“同じ積立額”でも65歳時点で「1,770万円」もの差が…資産運用で差をつける“2つの決め手”【FPが解説】
THE GOLD ONLINE(ゴールドオンライン) / 2025年1月28日 8時15分
画像:PIXTA
自由で豊かな人生を実現するには、「一生働く覚悟」が求められる時代になりました。かつての夫が稼ぎ、妻が家庭を守るという「標準世帯」のモデルは過去のものとなり、公的年金の減少や教育費・住宅価格の高騰により、共働きや女性の経済的自立が不可欠となっています。ファイナンシャル・プランナーである中村芳子氏は、年収250万円、貯金ゼロでも、お金をコントロールする力があれば、共働きなら1億円、シングルでも4,500万円以上貯めることができると話します。中村氏の著書『女性が28歳までに知っておきたいお金の貯め方・ふやし方』(三笠書房)より一部抜粋・編集してお届けする本連載。本記事では、未来の目標を実現するための、分散と長期を意識した投資の始め方について解説します。
「長期の運用」でこんなに差がつく
添付のグラフを見てほしい。25歳から65歳までの40年間、毎年50万円積み立てるといくらになるか? 金利0%なら利息はつかないから2,000万円。3%なら3,770万円。約1,770万円の差! 同じ積立額でも結果はこんなに違う。平均6%で運用できれば7,738万円。

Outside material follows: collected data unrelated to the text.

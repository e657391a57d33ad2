use crate::errors::ServiceError;
use hmac::{Hmac, Mac};
use sha2::Sha256;
use tracing::warn;

type HmacSha256 = Hmac<Sha256>;

/// Header the payment gateway signs its notifications with
pub const SIGNATURE_HEADER: &str = "stripe-signature";

/// Verifies `t=<unix>,v1=<hex>` signatures over `"{t}.{raw body}"`.
#[derive(Clone)]
pub struct SignatureVerifier {
    secret: String,
    tolerance_secs: u64,
}

impl std::fmt::Debug for SignatureVerifier {
    fn fmt(&self, f: &mut std::fmt::Formatter<'_>) -> std::fmt::Result {
        f.debug_struct("SignatureVerifier")
            .field("tolerance_secs", &self.tolerance_secs)
            .finish_non_exhaustive()
    }
}

struct ParsedHeader<'a> {
    timestamp: i64,
    signatures: Vec<&'a str>,
}

fn parse_header(header: &str) -> Result<ParsedHeader<'_>, ServiceError> {
    let mut timestamp = None;
    let mut signatures = Vec::new();

    for part in header.split(',') {
        match part.trim().split_once('=') {
            Some(("t", value)) => {
                let parsed = value.parse::<i64>().map_err(|_| {
                    ServiceError::SignatureVerification("invalid signature timestamp".into())
                })?;
                timestamp = Some(parsed);
            }
            Some(("v1", value)) if !value.is_empty() => signatures.push(value),
            _ => {}
        }
    }

    match timestamp {
        Some(timestamp) if !signatures.is_empty() => Ok(ParsedHeader {
            timestamp,
            signatures,
        }),
        _ => Err(ServiceError::SignatureVerification(
            "malformed signature header".into(),
        )),
    }
}

impl SignatureVerifier {
    pub fn new(secret: impl Into<String>, tolerance_secs: u64) -> Self {
        Self {
            secret: secret.into(),
            tolerance_secs,
        }
    }

    fn mac(&self, timestamp: i64, payload: &[u8]) -> Result<HmacSha256, ServiceError> {
        let mut mac = HmacSha256::new_from_slice(self.secret.as_bytes())
            .map_err(|e| ServiceError::InternalError(format!("invalid webhook secret: {}", e)))?;
        mac.update(timestamp.to_string().as_bytes());
        mac.update(b".");
        mac.update(payload);
        Ok(mac)
    }

    /// Verifies against the current wall clock.
    pub fn verify(&self, header: Option<&str>, payload: &[u8]) -> Result<(), ServiceError> {
        self.verify_at(header, payload, chrono::Utc::now().timestamp())
    }

    pub fn verify_at(
        &self,
        header: Option<&str>,
        payload: &[u8],
        now: i64,
    ) -> Result<(), ServiceError> {
        if self.secret.is_empty() {
            return Err(ServiceError::SignatureVerification(
                "webhook secret not configured".into(),
            ));
        }

        let header = header.ok_or_else(|| {
            ServiceError::SignatureVerification("missing signature header".into())
        })?;
        let parsed = parse_header(header)?;

        if now.abs_diff(parsed.timestamp) > self.tolerance_secs {
            warn!(
                timestamp = parsed.timestamp,
                now, "Webhook signature timestamp outside tolerance"
            );
            return Err(ServiceError::SignatureVerification(
                "signature timestamp outside tolerance".into(),
            ));
        }

        let mac = self.mac(parsed.timestamp, payload)?;
        let matched = parsed.signatures.iter().any(|candidate| {
            hex::decode(candidate)
                .map(|bytes| mac.clone().verify_slice(&bytes).is_ok())
                .unwrap_or(false)
        });

        if matched {
            Ok(())
        } else {
            Err(ServiceError::SignatureVerification(
                "no matching signature".into(),
            ))
        }
    }

    /// Produces a header value the way the gateway would sign `payload`.
    pub fn sign(&self, timestamp: i64, payload: &[u8]) -> Result<String, ServiceError> {
        let digest = self.mac(timestamp, payload)?.finalize().into_bytes();
        Ok(format!("t={},v1={}", timestamp, hex::encode(digest)))
    }
}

見てわかるとおり、運用期間が長くなればなるほど、わずか数%の金利の違いが大きな差になる。利息が利息を生む複利のパワーで、加速度的にお金がふえる。だから10年先、20年先の将来のためのお金は、少しでも高い利回りを目指したい。効率的にお金をふやせば、それだけ将来やりたいことを楽に、たくさん実現できるからだ。
では、高い利回りを得るにはどうすればいいのだろうか?
答えは「投資」。投資とは、「投資信託」や「株式」など、リスクはあるが大きなリターンが期待できる金融商品で運用すること。残念ながら金利の低い預金だけではお金はふえない。インフレ(物価が上がること)でお金が目減りする心配もある。
でも投資をすれば、インフレにも負けない高い利回りをねらえる。今から投資の腕を磨けば、3%や6%は難しくない!
投資のリスクを減らすには「分散」と「長期」が決め手
投資にはリスクがつきものだ。リスクとは、値段が動く幅やタイミングが正確に読めないことをいう。上がるぞ、と見込んで買った株の値段が期待と反対に動けば(値下がりすれば)損になる。期待どおりに動くと(値上がりすると)儲かる。つまり儲け(リターン)とリスクはコインの裏と表だ。
だが、投資はギャンブルとは違う。リスクを小さくする方法がある。「分散」と「長期」のふたつ。分けて買って長く持つ。
分散とは、まず種類を分ける。投資先の分散だ。
性格の違う、違う値動きをする複数の商品に分ければ、ひとつが値下がりしても、ほかが値上がりすれば、マイナスを小さくしたり全体でプラスにもっていける。たとえば「日本の株式」と「海外の債券」を組み合わせる、という具合。
ふたつ目は、買う時期を分ける時間の分散。たとえば、投資信託を一度にまとめて買うと、その後値下がりして損をする恐れがある。少額ずつ何回かに分けて買えば、値下がりしたとしても損が小さくなる。自動積立を使えばいい。NISAでできる。
次のカギは長期。短期間(数週間~数ヵ月)で儲けをねらうと、大損しやすい。安いときに買って高いときに売るというのは、簡単に思えて実は至難のワザ。1回目に10%、2回目に20%儲けても、3回目に30%損をすればトータルではマイナスになる(100万円→110万円→132万円→92万円)。
数年~数十年持ち続けてじっくり値上がりを待つ「長期投資」のスタンスなら、儲けのチャンスはぐんと大きくなる。だから、最低でも3年以上は使う予定のないお金で投資しよう。本格的に投資していいのは、5年以上先に使うお金だ。
そもそも投資の目的は、一時的に儲けることではなく、将来の資産をつくること。
ちょっと遠回りに思えるが、分散投資と長期投資でコンスタントにいい利回りを上げることが、最も効率的に資産をふやす道だ。